Part of Thermo Fisher Scientific
Organisms this product works with:
TINSDALE AGAR BASE
Code: CM0487
A medium for the isolation and identification of Corynebacterium diphtheriae.
Typical Formula* | gm/litre |
Proteose peptone | 20.0 |
Yeast extract | 5.0 |
Sodium chloride | 5.0 |
L-cystine | 0.24 |
Agar | 15.0 |
pH 7.9 ± 0.2 @ 25°C |
Directions
Suspend 9g of agar base in 200ml of distilled water. Bring to the boil and dissolve completely. DO NOT AUTOCLAVE. Allow to cool to approximately 50°C and add the contents of one vial of Oxoid Tinsdale Supplement SR0065 reconstiuted as directed. Mix throughly and pour into sterile Petri dishes.
TINSDALE SUPPLEMENT
Code: SR0065
Vial contents (each vial is sufficient for 200 ml of medium) | per vial | per litre |
Serum equiv. | 20.0ml | 100.0ml |
Potassium tellurite | 0.069g | 0.3445g |
Sodium thiosulphate | 0.085g | 0.425g |
Description
Oxoid Tinsdale Base is used with Oxoid Tinsdale Supplement SR0065 for the primary isolation and identification of Corynebacterium diptheriae.
Tinsdale’s original agar medium1 containing serum, tellurite, cystine and formolised blood was formulated to differentiate between Corynebacterium diphtheriae and the diphtheroids found in the upper respiratory tract. This differentiation was based on the ability of Corynebacterium diphtheriae to produce black colonies, surrounded by a brown/black halo, after incubation at 35°C for 48 hours. Diphtheroids do not have this ability. The dark halo is due to the production of H2S from cystine, interacting with the tellurite salt.
Oxoid Tinsdale Base and Supplement are based on Billings’2 modification of Tinsdale’s Medium, which improved the differential qualities as well as the reproducibility of the medium. Moore and Parsons3 using Billings’ modification confirmed the stability of halo formation on the clear medium and its specificity for Corynebacterium diphtheriae and Corynebacterium ulcerans.
They considered that as the incidence of diphtheria gets smaller, it becomes more essential to have a medium which gives a distinctive, characteristic colony.
Technique
Inoculate the medium to obtain well separated colonies. Stab deep into the agar at intervals in order to initiate browning at an early stage (10-12 hours incubation).
Plates are incubated at 35°C and examined after 24 hours and 49 hours incubation. Growth of Corynebacterium diphtheriae may be inhibited if Tinsdale Agar is incubated in carbon dioxide-enriched air e.g. in a CO2 incubator.

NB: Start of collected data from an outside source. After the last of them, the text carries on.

//! PostgreSQL data adapter.
//!
//! Reads the `trade_days`, `index_daily` and `moneyflow_hsgt` tables.

use crate::domain::error::NorthflowError;
use crate::domain::series::{DatedSeries, PriceBar, PriceSeries};
use crate::ports::config_port::ConfigPort;
use crate::ports::data_port::{DataPort, FlowField};
use chrono::NaiveDate;
use postgres::types::ToSql;
use postgres::{Client, NoTls, Row};
use std::cell::RefCell;
use tracing::debug;

pub struct PostgresAdapter {
    client: RefCell<Client>,
}

impl PostgresAdapter {
    pub fn from_config(config: &dyn ConfigPort) -> Result<Self, NorthflowError> {
        let connection_string = config
            .get_string("database", "conninfo")
            .ok_or_else(|| NorthflowError::ConfigMissing {
                section: "database".into(),
                key: "conninfo".into(),
            })?;

        let client =
            Client::connect(&connection_string, NoTls).map_err(|e| NorthflowError::Data {
                reason: e.to_string(),
            })?;

        Ok(Self {
            client: RefCell::new(client),
        })
    }

    fn query(
        &self,
        query: &str,
        params: &[&(dyn ToSql + Sync)],
    ) -> Result<Vec<Row>, NorthflowError> {
        let rows = self
            .client
            .borrow_mut()
            .query(query, params)
            .map_err(|e| NorthflowError::DataQuery {
                reason: e.to_string(),
            })?;
        debug!(rows = rows.len(), "query complete");
        Ok(rows)
    }
}

impl DataPort for PostgresAdapter {
    fn fetch_trade_days(
        &self,
        start_date: NaiveDate,
        end_date: NaiveDate,
    ) -> Result<Vec<NaiveDate>, NorthflowError> {
        let query = "SELECT trade_date FROM public.trade_days \
                     WHERE trade_date >= $1 AND trade_date <= $2 \
                     ORDER BY trade_date ASC";
        let rows = self.query(query, &[&start_date, &end_date])?;
        Ok(rows.into_iter().map(|row| row.get(0)).collect())
    }

    fn fetch_prices(
        &self,
        code: &str,
        start_date: NaiveDate,
        end_date: NaiveDate,
    ) -> Result<PriceSeries, NorthflowError> {
        let query = "SELECT date, open::double precision, close::double precision \
                     FROM public.index_daily \
                     WHERE code = $1 AND date >= $2 AND date <= $3 \
                     ORDER BY date ASC";
        let rows = self.query(query, &[&code, &start_date, &end_date])?;
        DatedSeries::from_rows(rows.into_iter().map(|row| {
            (
                row.get(0),
                PriceBar {
                    open: row.get(1),
                    close: row.get(2),
                },
            )
        }))
    }

    fn fetch_flow(
        &self,
        link_id: &str,
        field: FlowField,
        start_date: NaiveDate,
        end_date: NaiveDate,
    ) -> Result<DatedSeries<f64>, NorthflowError> {
        // column name comes from a closed enum, never from user input
        let query = format!(
            "SELECT date, {field}::double precision FROM public.moneyflow_hsgt \
             WHERE link_id = $1 AND date >= $2 AND date <= $3 AND {field} IS NOT NULL \
             ORDER BY date ASC"
        );
        let rows = self.query(&query, &[&link_id, &start_date, &end_date])?;
        DatedSeries::from_rows(rows.into_iter().map(|row| (row.get(0), row.get(1))))
    }
}
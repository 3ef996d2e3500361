//! Rolling-window statistics over dated series.
//!
//! Windows are counted in observations of the (possibly gapped) series, not in
//! calendar or trading days. The window ending at date `d` is the `window` most
//! recent observations up to and including `d`; dates with fewer observations
//! behind them are omitted rather than padded.

use super::error::NorthflowError;
use super::series::{DatedPoint, DatedSeries, PriceSeries};

#[derive(Debug, Clone, Copy, PartialEq)]
pub struct MeanStd {
    pub mean: f64,
    /// Sample (n - 1) standard deviation.
    pub std: f64,
}

fn check_window(window: usize) -> Result<(), NorthflowError> {
    if window < 2 {
        return Err(NorthflowError::InvalidWindow { window });
    }
    Ok(())
}

pub fn mean(values: &[f64]) -> f64 {
    values.iter().sum::<f64>() / values.len() as f64
}

/// Sample standard deviation; `None` for fewer than two values.
pub fn sample_std(values: &[f64]) -> Option<f64> {
    if values.len() < 2 {
        return None;
    }
    let m = mean(values);
    let ss: f64 = values.iter().map(|v| (v - m) * (v - m)).sum();
    Some((ss / (values.len() - 1) as f64).sqrt())
}

/// Pearson correlation of two equal-length slices; `None` when either side is flat.
pub fn pearson(xs: &[f64], ys: &[f64]) -> Option<f64> {
    debug_assert_eq!(xs.len(), ys.len());
    let (mx, my) = (mean(xs), mean(ys));
    let mut sxy = 0.0;
    let mut sxx = 0.0;
    let mut syy = 0.0;
    for (x, y) in xs.iter().zip(ys) {
        let (dx, dy) = (x - mx, y - my);
        sxy += dx * dy;
        sxx += dx * dx;
        syy += dy * dy;
    }
    if sxx == 0.0 || syy == 0.0 {
        return None;
    }
    Some(sxy / (sxx * syy).sqrt())
}

pub fn rolling_mean_std(
    series: &DatedSeries<f64>,
    window: usize,
) -> Result<DatedSeries<MeanStd>, NorthflowError> {
    check_window(window)?;
    let points = series.points();
    if points.len() < window {
        return Ok(DatedSeries::default());
    }

    let values: Vec<f64> = points.iter().map(|p| p.value).collect();
    let out = (window - 1..values.len())
        .map(|i| {
            let slice = &values[i + 1 - window..=i];
            DatedPoint {
                date: points[i].date,
                value: MeanStd {
                    mean: mean(slice),
                    std: sample_std(slice).unwrap_or(0.0),
                },
            }
        })
        .collect();
    Ok(DatedSeries::from_sorted_unchecked(out))
}

/// Rolling Pearson correlation over the date-wise inner join of `a` and `b`.
///
/// A window where either side has zero variance yields `None` at that date.
pub fn rolling_correlation(
    a: &DatedSeries<f64>,
    b: &DatedSeries<f64>,
    window: usize,
) -> Result<DatedSeries<Option<f64>>, NorthflowError> {
    check_window(window)?;
    let joined = a.inner_join(b);
    let points = joined.points();
    if points.len() < window {
        return Ok(DatedSeries::default());
    }

    let xs: Vec<f64> = points.iter().map(|p| p.value.0).collect();
    let ys: Vec<f64> = points.iter().map(|p| p.value.1).collect();
    let out = (window - 1..points.len())
        .map(|i| {
            let start = i + 1 - window;
            DatedPoint {
                date: points[i].date,
                value: pearson(&xs[start..=i], &ys[start..=i]),
            }
        })
        .collect();
    Ok(DatedSeries::from_sorted_unchecked(out))
}

/// Correlate a flow series with an index's closing prices.
pub fn correlation_study(
    flow: &DatedSeries<f64>,
    prices: &PriceSeries,
    window: usize,
) -> Result<DatedSeries<Option<f64>>, NorthflowError> {
    let closes = prices.map(|bar| bar.close);
    rolling_correlation(flow, &closes, window)
}
//! northflow: trade-day-aware backtester for capital-flow signals.
//!
//! Hexagonal architecture: domain logic in [`domain`], port traits in [`ports`],
//! concrete implementations in [`adapters`], command surface in [`cli`].

pub mod domain;
pub mod ports;
pub mod adapters;
pub mod cli;
pub mod logging;
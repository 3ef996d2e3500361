//! Signal dates to holding periods.

use chrono::NaiveDate;
use std::fmt;

use super::error::NorthflowError;

#[derive(Debug, Clone, Copy, PartialEq, Eq)]
pub struct HoldingPeriod {
    pub entry: NaiveDate,
    pub exit: NaiveDate,
}

impl fmt::Display for HoldingPeriod {
    fn fmt(&self, f: &mut fmt::Formatter<'_>) -> fmt::Result {
        write!(f, "{} -> {}", self.entry, self.exit)
    }
}

/// Pair buy and sell signal dates into non-overlapping holding periods.
///
/// Starting from the earliest buy, the exit is the first sell strictly after
/// the entry, and the next entry is the first buy strictly after that exit.
/// The scan stops as soon as either side runs out.
pub fn build_periods(
    buy_dates: &[NaiveDate],
    sell_dates: &[NaiveDate],
) -> Result<Vec<HoldingPeriod>, NorthflowError> {
    if buy_dates.is_empty() || sell_dates.is_empty() {
        return Err(NorthflowError::InsufficientSignals {
            buy_count: buy_dates.len(),
            sell_count: sell_dates.len(),
        });
    }

    let mut buys = buy_dates.to_vec();
    let mut sells = sell_dates.to_vec();
    buys.sort_unstable();
    sells.sort_unstable();

    let mut periods = Vec::new();
    let mut entry = buys[0];
    loop {
        let exit_idx = sells.partition_point(|&d| d <= entry);
        let Some(&exit) = sells.get(exit_idx) else {
            break;
        };
        periods.push(HoldingPeriod { entry, exit });

        let next_idx = buys.partition_point(|&d| d <= exit);
        match buys.get(next_idx) {
            Some(&next) => entry = next,
            None => break,
        }
    }

    Ok(periods)
}

#[cfg(test)]
mod tests {
    use super::*;

    fn d(day: u32) -> NaiveDate {
        NaiveDate::from_ymd_opt(2021, 3, day).unwrap()
    }

    fn period(entry: u32, exit: u32) -> HoldingPeriod {
        HoldingPeriod {
            entry: d(entry),
            exit: d(exit),
        }
    }

    #[test]
    fn alternating_signals() {
        let periods = build_periods(&[d(1), d(3), d(5)], &[d(2), d(4)]).unwrap();
        assert_eq!(periods, vec![period(1, 2), period(3, 4)]);
    }

    #[test]
    fn clustered_buys_collapse_to_first() {
        let periods = build_periods(&[d(1), d(2), d(3), d(8)], &[d(5), d(6), d(9)]).unwrap();
        assert_eq!(periods, vec![period(1, 5), period(8, 9)]);
    }

    #[test]
    fn sells_before_first_buy_are_ignored() {
        let periods = build_periods(&[d(10)], &[d(1), d(2), d(12)]).unwrap();
        assert_eq!(periods, vec![period(10, 12)]);
    }

    #[test]
    fn same_day_sell_does_not_close() {
        let periods = build_periods(&[d(4)], &[d(4), d(7)]).unwrap();
        assert_eq!(periods, vec![period(4, 7)]);
    }

    #[test]
    fn same_day_buy_does_not_reopen() {
        let periods = build_periods(&[d(1), d(4), d(5)], &[d(4), d(9)]).unwrap();
        assert_eq!(periods, vec![period(1, 4), period(5, 9)]);
    }

    #[test]
    fn no_sell_after_any_buy() {
        let periods = build_periods(&[d(20)], &[d(1)]).unwrap();
        assert!(periods.is_empty());
    }

    #[test]
    fn unsorted_input_is_sorted_first() {
        let periods = build_periods(&[d(5), d(1), d(3)], &[d(4), d(2)]).unwrap();
        assert_eq!(periods, vec![period(1, 2), period(3, 4)]);
    }

    #[test]
    fn empty_inputs_rejected() {
        let err = build_periods(&[], &[d(1)]).unwrap_err();
        assert!(matches!(
            err,
            NorthflowError::InsufficientSignals {
                buy_count: 0,
                sell_count: 1
            }
        ));
        assert!(build_periods(&[d(1)], &[]).is_err());
    }
}
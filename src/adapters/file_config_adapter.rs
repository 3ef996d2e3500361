//! INI file configuration adapter.

use crate::domain::error::NorthflowError;
use crate::ports::config_port::ConfigPort;
use configparser::ini::Ini;
use std::path::Path;

#[derive(Debug)]
pub struct FileConfigAdapter {
    config: Ini,
}

impl FileConfigAdapter {
    pub fn from_file<P: AsRef<Path>>(path: P) -> Result<Self, NorthflowError> {
        let path = path.as_ref();
        let mut config = Ini::new();
        config.load(path).map_err(|reason| NorthflowError::ConfigParse {
            file: path.display().to_string(),
            reason,
        })?;
        Ok(Self { config })
    }

    pub fn from_string(content: &str) -> Result<Self, NorthflowError> {
        let mut config = Ini::new();
        config
            .read(content.to_string())
            .map_err(|reason| NorthflowError::ConfigParse {
                file: "<string>".to_string(),
                reason,
            })?;
        Ok(Self { config })
    }
}

impl ConfigPort for FileConfigAdapter {
    fn get_string(&self, section: &str, key: &str) -> Option<String> {
        self.config.get(section, key)
    }

    fn get_int(&self, section: &str, key: &str, default: i64) -> i64 {
        self.config
            .getint(section, key)
            .ok()
            .flatten()
            .unwrap_or(default)
    }

    fn get_double(&self, section: &str, key: &str, default: f64) -> f64 {
        self.config
            .getfloat(section, key)
            .ok()
            .flatten()
            .unwrap_or(default)
    }
}
//! Port traits implemented by adapters.

pub mod config_port;
pub mod data_port;
pub mod report_port;
//! Configuration access port trait.

use chrono::NaiveDate;

pub const DATE_FORMAT: &str = "%Y-%m-%d";

pub trait ConfigPort {
    fn get_string(&self, section: &str, key: &str) -> Option<String>;
    fn get_int(&self, section: &str, key: &str, default: i64) -> i64;
    fn get_double(&self, section: &str, key: &str, default: f64) -> f64;

    /// `Some(Err(raw))` when the key is present but not a `YYYY-MM-DD` date.
    fn get_date(&self, section: &str, key: &str) -> Option<Result<NaiveDate, String>> {
        self.get_string(section, key).map(|raw| {
            NaiveDate::parse_from_str(raw.trim(), DATE_FORMAT).map_err(|_| raw)
        })
    }
}
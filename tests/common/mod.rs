#![allow(dead_code)]

use chrono::{Datelike, NaiveDate};
use northflow::cli::{DataSource, RunConfig};
use northflow::domain::backtest::BacktestConfig;
use northflow::domain::error::NorthflowError;
use northflow::domain::series::{DatedSeries, PriceBar, PriceField, PriceSeries};
use northflow::ports::data_port::{DataPort, FlowField};
use std::collections::HashMap;
use std::fs;
use std::path::{Path, PathBuf};

pub const CODE: &str = "000300.XSHG";
pub const FLOW: &str = "310005";

/// Two buy/sell spike pairs on a flat 0, 1, -1 flow. With a 3-observation
/// window and factor 1.5 only the spikes break the band.
pub const SPIKES: [(usize, f64); 4] = [(4, 10.0), (10, -10.0), (16, 10.0), (22, -10.0)];

pub struct MockDataPort {
    pub trade_days: Vec<NaiveDate>,
    pub prices: HashMap<String, Vec<(NaiveDate, PriceBar)>>,
    pub flows: HashMap<String, Vec<(NaiveDate, f64)>>,
    pub errors: HashMap<String, String>,
}

impl MockDataPort {
    pub fn new() -> Self {
        Self {
            trade_days: Vec::new(),
            prices: HashMap::new(),
            flows: HashMap::new(),
            errors: HashMap::new(),
        }
    }

    pub fn with_trade_days(mut self, days: Vec<NaiveDate>) -> Self {
        self.trade_days = days;
        self
    }

    pub fn with_prices(mut self, code: &str, rows: Vec<(NaiveDate, PriceBar)>) -> Self {
        self.prices.insert(code.to_string(), rows);
        self
    }

    pub fn with_flow(mut self, link_id: &str, rows: Vec<(NaiveDate, f64)>) -> Self {
        self.flows.insert(link_id.to_string(), rows);
        self
    }

    pub fn with_error(mut self, key: &str, reason: &str) -> Self {
        self.errors.insert(key.to_string(), reason.to_string());
        self
    }

    fn check(&self, key: &str) -> Result<(), NorthflowError> {
        match self.errors.get(key) {
            Some(reason) => Err(NorthflowError::Data {
                reason: reason.clone(),
            }),
            None => Ok(()),
        }
    }
}

fn within<T: Clone>(rows: &[(NaiveDate, T)], start: NaiveDate, end: NaiveDate) -> Vec<(NaiveDate, T)> {
    rows.iter()
        .filter(|(d, _)| *d >= start && *d <= end)
        .cloned()
        .collect()
}

impl DataPort for MockDataPort {
    fn fetch_trade_days(
        &self,
        start_date: NaiveDate,
        end_date: NaiveDate,
    ) -> Result<Vec<NaiveDate>, NorthflowError> {
        self.check("trade_days")?;
        Ok(self
            .trade_days
            .iter()
            .copied()
            .filter(|d| *d >= start_date && *d <= end_date)
            .collect())
    }

    fn fetch_prices(
        &self,
        code: &str,
        start_date: NaiveDate,
        end_date: NaiveDate,
    ) -> Result<PriceSeries, NorthflowError> {
        self.check(code)?;
        let rows = self.prices.get(code).cloned().unwrap_or_default();
        DatedSeries::from_rows(within(&rows, start_date, end_date))
    }

    fn fetch_flow(
        &self,
        link_id: &str,
        _field: FlowField,
        start_date: NaiveDate,
        end_date: NaiveDate,
    ) -> Result<DatedSeries<f64>, NorthflowError> {
        self.check(link_id)?;
        let rows = self.flows.get(link_id).cloned().unwrap_or_default();
        DatedSeries::from_rows(within(&rows, start_date, end_date))
    }
}

pub fn date(y: i32, m: u32, d: u32) -> NaiveDate {
    NaiveDate::from_ymd_opt(y, m, d).unwrap()
}

/// `n` consecutive weekdays starting Monday 2024-01-01.
pub fn trading_days(n: usize) -> Vec<NaiveDate> {
    date(2024, 1, 1)
        .iter_days()
        .filter(|d| d.weekday().number_from_monday() <= 5)
        .take(n)
        .collect()
}

pub fn spike_flow(days: &[NaiveDate], spikes: &[(usize, f64)]) -> Vec<(NaiveDate, f64)> {
    const BASE: [f64; 3] = [0.0, 1.0, -1.0];
    days.iter()
        .enumerate()
        .map(|(i, &d)| {
            let value = spikes
                .iter()
                .find(|(at, _)| *at == i)
                .map(|(_, v)| *v)
                .unwrap_or(BASE[i % 3]);
            (d, value)
        })
        .collect()
}

/// Open and close both `100 + i` on the i-th day.
pub fn ramp_prices(days: &[NaiveDate]) -> Vec<(NaiveDate, PriceBar)> {
    days.iter()
        .enumerate()
        .map(|(i, &d)| {
            let p = 100.0 + i as f64;
            (d, PriceBar { open: p, close: p })
        })
        .collect()
}

pub fn make_bar(open: f64, close: f64) -> PriceBar {
    PriceBar { open, close }
}

pub fn scenario_port(n: usize) -> MockDataPort {
    let days = trading_days(n);
    MockDataPort::new()
        .with_prices(CODE, ramp_prices(&days))
        .with_flow(FLOW, spike_flow(&days, &SPIKES))
        .with_trade_days(days)
}

pub fn sample_run_config(source: DataSource) -> RunConfig {
    RunConfig {
        source,
        code: CODE.to_string(),
        flow: FLOW.to_string(),
        flow_field: FlowField::NetBuy,
        start_date: date(2024, 1, 1),
        end_date: date(2024, 12, 31),
        backtest: BacktestConfig {
            initial_capital: 1_000_000.0,
            execution_field: PriceField::Open,
        },
        signal_lag: 1,
        trading_days_per_year: 250,
        window: 3,
        band_factor: 1.5,
    }
}

/// Write the scenario as a CSV data directory.
pub fn write_csv_fixture(dir: &Path, n: usize) -> PathBuf {
    let days = trading_days(n);

    let mut calendar = String::from("trade_date\n");
    for d in &days {
        calendar.push_str(&format!("{d}\n"));
    }
    fs::write(dir.join("trade_days.csv"), calendar).unwrap();

    let mut prices = String::from("date,open,close\n");
    for (d, bar) in ramp_prices(&days) {
        prices.push_str(&format!("{d},{},{}\n", bar.open, bar.close));
    }
    fs::write(dir.join(format!("{CODE}.csv")), prices).unwrap();

    let mut flow = String::from("date,net_buy,net_flow\n");
    for (d, v) in spike_flow(&days, &SPIKES) {
        flow.push_str(&format!("{d},{v},{}\n", v * 0.5));
    }
    fs::write(dir.join(format!("flow_{FLOW}.csv")), flow).unwrap();

    dir.to_path_buf()
}

pub fn scenario_ini(data_dir: &Path) -> String {
    format!(
        r#"
[data]
source = csv
dir = {}

[backtest]
code = {CODE}
flow = {FLOW}
flow_field = net_buy
start_date = 2024-01-01
end_date = 2024-12-31
initial_capital = 1000000
execution_price = open
signal_lag = 1

[signal]
window = 3
band_factor = 1.5

[log]
level = warn
"#,
        data_dir.display()
    )
}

Browning may be regarded as presumptive evidence of the presence of Corynebacterium diphtheriae although 48 hours incubation may be necessary for the recognition of characteristic colonies.
Colonial characteristics
Corynebacterium diphtheriae biotype gravis | Small, shiny black |
Corynebacterium diphtheriae biotype mitis Corynebacterium ulcerans | Convex colonies with dark brown halos |
Corynebacterium diphtheriae biotype intermedius | Pale brown colonies which form halos after |
Diphtheroids (Corynebacterium pseudodiphtheriticum) Haemophilus, Klebsiella, Neisseria, Staphylococcus and Streptococcus species | Dark, brown colonies without halos. minute colonies showing no discoloration of the medium |
Proteus species | Brown-black colonies showing characteristic odour and morphology |
Storage conditions and Shelf life
Store the dehydrated medium at 10-30°C and use before the expiry date on the label.
Store the prepared medium at 2-8°C for not more than 4 days.
Appearance
Dehydrated medium: Straw coloured, free-flowing powder
Prepared medium: Straw coloured gel
Quality control
Positive control: | Expected results |
Corynebacterium diphtheriae gravis ATCC® 19409 | Good growth, black colonies, black halos |
Negative control: | |
Staphylococcus aureus ATCC 25923 * | Inhibited, black colonies, no halos |
Precautions
Further tests must be carried out on colonies suspected as Corynebacterium diphtheriae, including cell morphology after sub-culture to Loeffler’s Medium and examination for toxin production.
Do not incubate Tinsdale’s Agar plates in enhanced CO2 atmosphere (5-10% v/v).
References
1. Tinsdale G. F. (1947) J. Path. Bact. 59. 461-464.
2. Billings E. (1956) `An Investigation of Tinsdale’s Tellurite Medium, its Usefullness and Mechanism of Halo Formation’. Thesis Univ. Michigan.
3. Moore Mary S. and Parsons Eliz. I. (1958) J. Infect. Dis. 102. 88-91.